A root functional-structural model allows to assess effects of water deficit on water and solute transport parameters.

Root water uptake is driven by a combination of hydrostatic and osmotic forces. Water transport was characterized in primary roots of maize seedlings grown hydroponically under standard and water deficit (WD) conditions, as induced by addition of 150 g.L -1 polyethylene glycol-8000 (water potential= -0.336MPa). Flow measurements were performed by the pressure chamber technique in intact roots or on progressively cut root system architectures (RSA). To account for the concomitant transport of water and solutes in roots under WD, we developed within realistic RSAs a Hydraulic Tree Model integrating both solute pumping and leak.

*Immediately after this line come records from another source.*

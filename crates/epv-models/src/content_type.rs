//! The `contentType` column shared by episodes, quotes, and shorts.

use serde::{Deserialize, Deserializer, Serialize, Serializer};

/// Content type of an entity.
///
/// The upstream system has, across revisions, written both `"Video"` and
/// `"video"` into this column. Reads accept either casing; writes always
/// normalize to lowercase `"video"` (see spec Open Questions).
#[derive(Debug, Clone, Copy, PartialEq, Eq, Hash)]
pub enum ContentType {
    Audio,
    Video,
    /// Any value this system doesn't recognize; preserved for round-tripping
    /// rather than rejected, since this system only ever promotes toward
    /// `Video` and never needs to branch on other upstream content types.
    Other,
}

impl ContentType {
    pub fn as_str(&self) -> &'static str {
        match self {
            ContentType::Audio => "audio",
            ContentType::Video => "video",
            ContentType::Other => "other",
        }
    }

    pub fn is_video(&self) -> bool {
        matches!(self, ContentType::Video)
    }

    /// Parse a raw column value (not a JSON string), case-insensitively.
    /// Shared by the `Deserialize` impl and direct database row mapping.
    pub fn from_raw_str(raw: &str) -> Self {
        match raw.to_ascii_lowercase().as_str() {
            "video" => ContentType::Video,
            "audio" => ContentType::Audio,
            _ => ContentType::Other,
        }
    }
}

impl<'de> Deserialize<'de> for ContentType {
    fn deserialize<D>(deserializer: D) -> Result<Self, D::Error>
    where
        D: Deserializer<'de>,
    {
        let raw = String::deserialize(deserializer)?;
        Ok(Self::from_raw_str(&raw))
    }
}

impl Serialize for ContentType {
    fn serialize<S>(&self, serializer: S) -> Result<S::Ok, S::Error>
    where
        S: Serializer,
    {
        serializer.serialize_str(self.as_str())
    }
}

#[cfg(test)]
mod tests {
    use super::*;

    #[test]
    fn accepts_either_casing() {
        assert_eq!(
            serde_json::from_str::<ContentType>("\"Video\"").unwrap(),
            ContentType::Video
        );
        assert_eq!(
            serde_json::from_str::<ContentType>("\"video\"").unwrap(),
            ContentType::Video
        );
    }

    #[test]
    fn always_writes_lowercase() {
        assert_eq!(serde_json::to_string(&ContentType::Video).unwrap(), "\"video\"");
    }
}

impl PartialEq<&str> for ContentType {
    fn eq(&self, other: &&str) -> bool {
        self.as_str().eq_ignore_ascii_case(other)
    }
}
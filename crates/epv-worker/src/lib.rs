#![deny(unreachable_patterns)]
//! Orchestration engine: `EpisodePipeline`, `Transcoder`, `TaskProtection`,
//! and the `Supervisor` that wires them to signals and the queue consumer.

pub mod config;
pub mod error;
pub mod logging;
pub mod metrics;
pub mod pipeline;
pub mod retry;
pub mod supervisor;
pub mod task_protection;
pub mod transcoder;

pub use config::Config;
pub use error::{WorkerError, WorkerResult};
pub use pipeline::EpisodePipeline;
pub use supervisor::{Supervisor, SupervisorExit};
pub use task_protection::{EcsProtectionEnvironment, ProtectionEnvironment, TaskProtection, TaskProtectionConfig};
pub use transcoder::{ProcessEpisodeResult, Transcoder};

This model explains the high spontaneous sap exudation of roots grown in standard conditions, the non-linearity of pressure-to flow relationships, and negative fluxes observed under WD conditions at low external hydrostatic pressure. The model also reveals the heterogeneity of driving forces and elementary radial flows throughout RSA, and how this heterogeneity depends on both plant treatment and water transport mode. The full set of flow measurement data obtained in individual roots grown under standard or WD conditions was used in an inverse modeling approach to determine their respective radial and axial hydraulic conductivities. This approach allows to resolve dramatic effects of WD on these two components.